Badgers and foxes may shape plant communities not only by altering habitat properties but also by facilitating plant propagation. Studies on the animals’ diets show that badgers and foxes can consume substantial amounts of fruits during summer and autumn (Goszczyński et al. 2000; Sidorovich et al. 2006; Jankowiak et al. 2008; Fedriani and Delibes 2009; Rosalino and Santos-Reis 2009; Kurek 2012), so they are important seed vectors for fleshy-fruited shrubs and trees. Since feces are used to mark territory, a great number of seeds must be spread around burrows.

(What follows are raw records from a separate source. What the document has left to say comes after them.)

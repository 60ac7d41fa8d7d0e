//! Document store configuration

use serde::{Deserialize, Serialize};

/// Where the `books` collection lives
#[derive(Debug, Clone, PartialEq, Eq, Serialize, Deserialize)]
pub struct StoreConfig {
    /// MongoDB connection string (default: "mongodb://mongodb:27017")
    #[serde(default = "default_uri")]
    pub uri: String,

    /// Database name (default: "bookstore")
    #[serde(default = "default_database")]
    pub database: String,

    /// Collection name (default: "books")
    #[serde(default = "default_collection")]
    pub collection: String,
}

fn default_uri() -> String {
    "mongodb://mongodb:27017".to_string()
}

fn default_database() -> String {
    "bookstore".to_string()
}

fn default_collection() -> String {
    "books".to_string()
}

impl Default for StoreConfig {
    fn default() -> Self {
        Self {
            uri: default_uri(),
            database: default_database(),
            collection: default_collection(),
        }
    }
}

#[cfg(test)]
mod tests {
    use super::*;

    #[test]
    fn test_default_config() {
        let config = StoreConfig::default();
        assert_eq!(config.uri, "mongodb://mongodb:27017");
        assert_eq!(config.database, "bookstore");
        assert_eq!(config.collection, "books");
    }

    #[test]
    fn test_partial_json_keeps_defaults() {
        let config: StoreConfig =
            serde_json::from_str(r#"{"uri": "mongodb://localhost:27017"}"#).unwrap();
        assert_eq!(config.uri, "mongodb://localhost:27017");
        assert_eq!(config.collection, "books");
    }
}
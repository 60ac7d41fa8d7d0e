//! # HTTP Server
//!
//! Combines the book and health routers, adds middleware and serves them.

use std::sync::Arc;

use axum::Router;
use tokio::net::TcpListener;
use tower_http::cors::{AllowOrigin, Any, CorsLayer};
use tower_http::trace::TraceLayer;
use tracing::info;

use super::book_routes::{book_routes, BookState};
use super::config::HttpServerConfig;
use super::health_routes::health_routes;
use crate::store::BookStore;

/// HTTP server for the book API
pub struct HttpServer {
    config: HttpServerConfig,
    router: Router,
}

impl HttpServer {
    /// Create a server over the given store
    pub fn new(config: HttpServerConfig, store: Arc<dyn BookStore>) -> Self {
        let router = Self::build_router(&config, store);
        Self { config, router }
    }

    /// Build the combined router with all endpoints
    fn build_router(config: &HttpServerConfig, store: Arc<dyn BookStore>) -> Router {
        let book_state = Arc::new(BookState::new(store));

        let cors = if config.cors_origins.is_empty() {
            CorsLayer::new()
                .allow_origin(Any)
                .allow_methods(Any)
                .allow_headers(Any)
        } else {
            let origins: Vec<_> = config
                .cors_origins
                .iter()
                .filter_map(|s| s.parse().ok())
                .collect();

            CorsLayer::new()
                .allow_origin(AllowOrigin::list(origins))
                .allow_methods(Any)
                .allow_headers(Any)
        };

        Router::new()
            .merge(health_routes())
            .merge(book_routes(book_state))
            .layer(cors)
            .layer(TraceLayer::new_for_http())
    }

    /// Get the socket address
    pub fn socket_addr(&self) -> String {
        self.config.socket_addr()
    }

    /// Get the router (for testing)
    pub fn router(self) -> Router {
        self.router
    }

    /// Bind the configured address and serve until the process exits
    pub async fn start(self) -> Result<(), std::io::Error> {
        let listener = TcpListener::bind(self.config.socket_addr()).await?;
        self.serve(listener).await
    }

    /// Serve on an already bound listener
    pub async fn serve(self, listener: TcpListener) -> Result<(), std::io::Error> {
        info!(addr = %listener.local_addr()?, "book API listening");
        axum::serve(listener, self.router).await
    }
}
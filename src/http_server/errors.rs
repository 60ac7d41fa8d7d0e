//! # HTTP API Errors
//!
//! Every handler failure ends up here. Bodies are plain text carrying the
//! error message, store errors included verbatim.

use axum::http::StatusCode;
use axum::response::{IntoResponse, Response};
use thiserror::Error;
use tracing::{error, warn};

use crate::model::{BookId, InvalidBookId};
use crate::store::StoreError;

/// Result type for handlers
pub type ApiResult<T> = Result<T, ApiError>;

/// HTTP API errors
#[derive(Debug, Error)]
pub enum ApiError {
    /// Path id is not a hex ObjectId
    #[error(transparent)]
    InvalidId(#[from] InvalidBookId),

    /// Request body could not be decoded as a book
    #[error("invalid request body: {0}")]
    InvalidBody(String),

    /// Well-formed id with no matching record
    #[error("book {0} not found")]
    NotFound(BookId),

    /// Store failure
    #[error(transparent)]
    Store(StoreError),
}

impl ApiError {
    /// Get HTTP status code for this error
    pub fn status_code(&self) -> StatusCode {
        match self {
            ApiError::InvalidId(_) => StatusCode::BAD_REQUEST,
            ApiError::InvalidBody(_) => StatusCode::BAD_REQUEST,
            ApiError::NotFound(_) => StatusCode::NOT_FOUND,
            ApiError::Store(_) => StatusCode::INTERNAL_SERVER_ERROR,
        }
    }
}

impl From<StoreError> for ApiError {
    fn from(err: StoreError) -> Self {
        match err {
            StoreError::NotFound(id) => ApiError::NotFound(id),
            other => ApiError::Store(other),
        }
    }
}

impl From<serde_json::Error> for ApiError {
    fn from(err: serde_json::Error) -> Self {
        ApiError::InvalidBody(err.to_string())
    }
}

impl IntoResponse for ApiError {
    fn into_response(self) -> Response {
        let status = self.status_code();
        if status.is_server_error() {
            error!(error = %self, "request failed");
        } else {
            warn!(status = status.as_u16(), error = %self, "request rejected");
        }
        (status, format!("{}\n", self)).into_response()
    }
}
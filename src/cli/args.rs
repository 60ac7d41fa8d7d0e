//! CLI argument definitions using clap
//!
//! Commands:
//! - bookstore serve [--config <path>] [--in-memory]
//! - bookstore check-config [--config <path>]

use clap::{Parser, Subcommand};
use std::path::PathBuf;

/// bookstore - HTTP record service for books
#[derive(Parser, Debug)]
#[command(name = "bookstore")]
#[command(version, about, long_about = None)]
pub struct Cli {
    /// Log at debug level regardless of RUST_LOG
    #[arg(short, long, global = true)]
    pub verbose: bool,

    #[command(subcommand)]
    pub command: Command,
}

#[derive(Subcommand, Debug)]
pub enum Command {
    /// Connect to the document store and serve the book API
    Serve {
        /// Path to a JSON configuration file; built-in defaults if omitted
        #[arg(long)]
        config: Option<PathBuf>,

        /// Keep books in process memory instead of MongoDB
        #[arg(long)]
        in_memory: bool,
    },

    /// Print the effective configuration and exit
    CheckConfig {
        /// Path to a JSON configuration file; built-in defaults if omitted
        #[arg(long)]
        config: Option<PathBuf>,
    },
}

impl Cli {
    /// Parse command line arguments
    pub fn parse_args() -> Self {
        Cli::parse()
    }
}

#[cfg(test)]
mod tests {
    use super::*;

    #[test]
    fn test_parse_serve() {
        let cli = Cli::try_parse_from(["bookstore", "serve", "--in-memory"]).unwrap();
        match cli.command {
            Command::Serve { config, in_memory } => {
                assert!(config.is_none());
                assert!(in_memory);
            }
            other => panic!("unexpected command: {:?}", other),
        }
        assert!(!cli.verbose);
    }

    #[test]
    fn test_parse_check_config_verbose() {
        let cli =
            Cli::try_parse_from(["bookstore", "check-config", "--config", "b.json", "-v"]).unwrap();
        assert!(cli.verbose);
        match cli.command {
            Command::CheckConfig { config } => {
                assert_eq!(config, Some(PathBuf::from("b.json")));
            }
            other => panic!("unexpected command: {:?}", other),
        }
    }

    #[test]
    fn test_subcommand_required() {
        assert!(Cli::try_parse_from(["bookstore"]).is_err());
    }
}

In this study the diversity of fleshy-fruited shrubs and trees was greater in burrow plots than in control plots, possibly indicating the positive effect of carnivore endozoochory. The distribution of only two plant species was clearly associated with burrows—Sambucus nigra and Prunus cerasifera. Sambucus nigra seeds were rarely found in badger and fox feces in the study area (Kurek 2012), so they probably landed near burrows in bird droppings and established owing to favorable habitat conditions: better soil physicochemical properties and, at the badger sites, reduced competition from a common forest shrub, Frangula alnus. The Prunus cerasifera seeds undoubtedly were dispersed by the carnivores, as they were observed frequently in feces (Kurek 2012). On the other hand, there were no significant differences in the occurrence of Pyrus sp. between the two types of plots even though they were of endozoochorous origin. This may indicate that the animals deposit feces within a large radius of their burrows, reaching the control plots, and that species of the genus Pyrus are capable of establishing in the forest matrix beyond that disturbance zone.

Conclusions

In this paper we showed that badgers and foxes significantly affect the plant communities around their burrows by disturbing the soil. During sett and den excavation, these carnivores remove the original litter and vegetation of the field and ground layers or bury them under the excavated material. This alters local habitat conditions. Competition from the dominant forest species is reduced and some topsoil chemical properties are modified (increased pH, alkali and alkaline-earth metal content and P availability). The effect is stronger for the badger, probably because it displaces larger amounts of material and disturbs wider areas. As a result, the area around burrows is colonized by fugitive species, mainly ruderal forbs including nitrophilous species typical of disturbed environments. The animals also affect forest communities in a different way. Being partly frugivorous, badgers and foxes support seed dispersal of some fleshy-fruited shrubs and trees. These plants successfully establish and grow on and around burrows, and together with fugitive species create patches of vegetation different from the forest matrix. Such patches enrich forest biodiversity directly, and may become valuable source of food and microhabitats for other organisms.